While H.265 has been approved as the next-gen lossy delivery codec, we're still watching a vast amount of video in H.264. In fact, even when H.265 sooner or later takes its place, videomakers will still be dealing with many of the same basic compression principles at work. Knowing all the variables of a delivery encoding job can help optimize bit efficiency, ensure the highest possible quality of media, and reduce the visibility of artifacting such as banding. Read on for a look at what drives the quality-to-compression ratio of your lossy-encoded delivery video, and how you can even 'trick' it in some cases.

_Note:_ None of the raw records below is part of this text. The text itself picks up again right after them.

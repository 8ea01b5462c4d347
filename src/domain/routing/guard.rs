//! Route guard: a pure function of (session state, route policy).
//!
//! The guard is re-evaluated on every session change - pushed gateway
//! events can flip the decision long after a view first rendered, e.g.
//! when an OAuth redirect completes or a token silently expires.

use crate::domain::session::SessionSnapshot;

/// Auth requirement declared on a route.
///
/// Routes require authentication by default; guest-only routes (the auth
/// entry itself) redirect signed-in users away.
#[derive(Debug, Clone, Copy, PartialEq, Eq)]
pub struct RoutePolicy {
    pub requires_auth: bool,
}

impl RoutePolicy {
    /// Policy for routes only signed-in users may see.
    pub fn protected() -> Self {
        Self {
            requires_auth: true,
        }
    }

    /// Policy for routes only signed-out users may see (login, sign-up).
    pub fn guest_only() -> Self {
        Self {
            requires_auth: false,
        }
    }
}

impl Default for RoutePolicy {
    fn default() -> Self {
        Self::protected()
    }
}

/// Outcome of a guard evaluation.
#[derive(Debug, Clone, PartialEq, Eq)]
pub enum RouteDecision {
    /// Session state is still loading; render a neutral indicator and make
    /// no redirect decision yet.
    ShowLoading,

    /// Render the requested view.
    Render,

    /// Send the visitor to the auth entry, remembering where they were
    /// headed so the form can return them there after success.
    RedirectToAuth { to: String, return_to: String },

    /// Send an already-signed-in visitor to the default landing view.
    RedirectToApp { to: String },
}

/// Decision function gating view rendering.
#[derive(Debug, Clone)]
pub struct RouteGuard {
    auth_entry_path: String,
    home_path: String,
}

impl RouteGuard {
    /// Creates a guard with the auth entry path and the default landing
    /// path for authenticated users.
    pub fn new(auth_entry_path: impl Into<String>, home_path: impl Into<String>) -> Self {
        Self {
            auth_entry_path: auth_entry_path.into(),
            home_path: home_path.into(),
        }
    }

    /// Path of the auth entry view.
    pub fn auth_entry_path(&self) -> &str {
        &self.auth_entry_path
    }

    /// Default landing path for signed-in users.
    pub fn home_path(&self) -> &str {
        &self.home_path
    }

    /// Decides what to do for a navigation to `requested_path`.
    ///
    /// Pure and side-effect-free; callers re-run it whenever the session
    /// snapshot changes.
    pub fn decide(
        &self,
        session: &SessionSnapshot,
        policy: RoutePolicy,
        requested_path: &str,
    ) -> RouteDecision {
        if session.is_loading() {
            return RouteDecision::ShowLoading;
        }

        if policy.requires_auth && !session.is_authenticated() {
            return RouteDecision::RedirectToAuth {
                to: self.auth_entry_path.clone(),
                return_to: requested_path.to_string(),
            };
        }

        if !policy.requires_auth && session.is_authenticated() {
            return RouteDecision::RedirectToApp {
                to: self.home_path.clone(),
            };
        }

        RouteDecision::Render
    }
}
//! Session state: the phase machine and the snapshot consumed by views.

mod phase;
mod snapshot;

pub use phase::SessionPhase;
pub use snapshot::SessionSnapshot;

Credit for these finds goes to DVXuser MattDavis, responding to a thread started by another user worried his Vimeo compressions artifacts (specifically banding) stem from the Canon C100. While it doesn't appear that the camera is necessarily underperforming in its own encoding of underexposure, the discussion does shed some light on some qualities of footage that can have trouble translating well to H.264. Here's the video of DVXuser draculr's concern:
This raises a question that faces video uploaders to YouTube, Vimeo, or any major video hosting/sharing service: how much of the lossy conversion do we leave to the site, versus how much quality we manually take away ourselves beforehand? Almost invariably, such video services are chewing up and spitting out several encoding passes of your media, for those ubiquitous "HD on/of" or "360p/480p/720p..." options. Each service has its own processes, so a 1:1 match in quality can be difficult to arrive upon, but you can certainly encode for optimization. This tutorial by Jan Ozer of Streaming Learning Center goes into some of the basics for ensuring maximum control over your encodings:
Obviously due to the age of the video, some of the details are a bit out of date -- again, the principles are the key things to take away from this presentation. For those interested, here's a more recent (1 hour+) presentation Jan gave at NYU expanding on this topic, and taking it through to the monetization stage:
Or, for those specifically concerned with banding problems at the encoding stage, Nick Campbell has put together an After Effects tutorial (on GreyscaleGorilla) demonstrating some preemptive correction techniques, several of which emulate dithering:
The nature of compressions such as H.264 and H.265 means a continued tug-of-war with the artifacts demonstrated above, but a deeper understanding of compression may ease the struggle that uploaders face. These issues also carry over into the topic of resolution escalation, where it's sometimes easy to forget that larger spatial dimensions (like 4K) matter progressively less at delivery if co-opted by increased compression visibility. Not every high-efficiency codec will use the same techniques as the H.264 family (REDRAY, for instance, will not), but in the meantime, knowing your encoding can only help!